Three leading talents secure UCT Book Award

26 April 2004

A dense, 2 650-page, three-volume work has scooped this year's UCT Book Award.

Commentary on the Companies Act was co-authored by UCT's Professors Geoff Everingham (accountancy), the late Mike Blackman and Richard Jooste (both commercial law), and was published in 2002. It was Blackman's second such honour. He won a UCT Book Award in 1998 for his book Companies (in Law of South Africa, first re-issue, Volume 4, parts 1, 2 and 3).

In his citation, dean of law Professor Hugh Corder alluded to the significance of the work in the legal field.

"With the effects of globalisation and the increasing power of trans-national corporations, the legal systems of the world are under great pressure to ensure a degree of fairness, responsibility and openness in the governance of their affairs. South African corporation law is well in line with modern developments in the leading legal systems of the world."

He continued: "It is evident in the breadth, literary quality, comprehensiveness and incisiveness of this work, which sets it apart as something truly extraordinary. It is clear that this book has rapidly taken its place as the primary reference work for both the advanced study and the high-level practice of company law in South Africa and that it is the boldly critical and usefully comparative approach, which infuses the whole work, which adds immensely to its stature."

Corder said that while the lead had been taken by the late Blackman, the substantial work represented the combined efforts and intellectual talents of three leading academics at UCT, in two different faculties.

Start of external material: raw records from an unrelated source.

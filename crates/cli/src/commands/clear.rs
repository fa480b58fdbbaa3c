// SPDX-License-Identifier: BUSL-1.1
// Copyright (c) 2026 Alfred Jean LLC

//! Wipe logical tables and record a clear marker

use super::Context;
use crate::output;
use clap::Args;
use pgr_core::{ClearMarker, ACTIONS_TABLE};
use pgr_storage::{ClearControl, ClearError};
use serde::Serialize;
use std::collections::BTreeSet;
use std::fmt;

#[derive(Args)]
pub struct ClearArgs {
    /// Table to clear; repeatable
    #[arg(long = "table", default_value = ACTIONS_TABLE)]
    pub tables: Vec<String>,
}

#[derive(Serialize)]
#[serde(transparent)]
pub struct MarkerLine(pub ClearMarker);

impl fmt::Display for MarkerLine {
    fn fmt(&self, f: &mut fmt::Formatter<'_>) -> fmt::Result {
        let m = &self.0;
        let tables: Vec<&str> = m.tables_cleared.iter().map(String::as_str).collect();
        write!(
            f,
            "#{:<3} v{:<3} {}  [{}]",
            m.id,
            m.version,
            m.cleared_at.format("%Y-%m-%dT%H:%M:%SZ"),
            tables.join(", ")
        )
    }
}

pub async fn handle(ctx: &Context, args: ClearArgs) -> anyhow::Result<()> {
    let requested: BTreeSet<String> = args.tables.into_iter().collect();
    let control = ClearControl::new(ctx.store.clone());

    match control.clear(&requested, ctx.config.schema_version).await {
        Ok(marker) => {
            for table in requested.iter().filter(|t| !marker.cleared(t)) {
                tracing::warn!(table = %table, "table not cleared");
            }
            output::print(&MarkerLine(marker), ctx.format);
            Ok(())
        }
        Err(ClearError::Partial { marker, source }) => {
            output::print(&MarkerLine(marker), ctx.format);
            Err(source.into())
        }
        Err(e) => Err(e.into()),
    }
}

In reviewing the book, a leading British academic company lawyer described it as a "tour de force". "The whole is therefore the ultimate in legal scholarship, factual comprehensiveness, contextual analysis and critical appraisal. As such, it manages to bridge the ever-difficult divide between the academic and practitioner.

"In short, this book is undoubtedly an outstanding work of reference, not only for those seeking access to South African company law, but also to an individual topic from a wider, all-embracing aspect – and if, as there unfortunately must be, an epitaph for Mike Blackman, this is the legal equivalent of St Paul's Cathedral and Sir Christopher Wren. Such knowledge, dedication and skill are rare and now they are rarer still."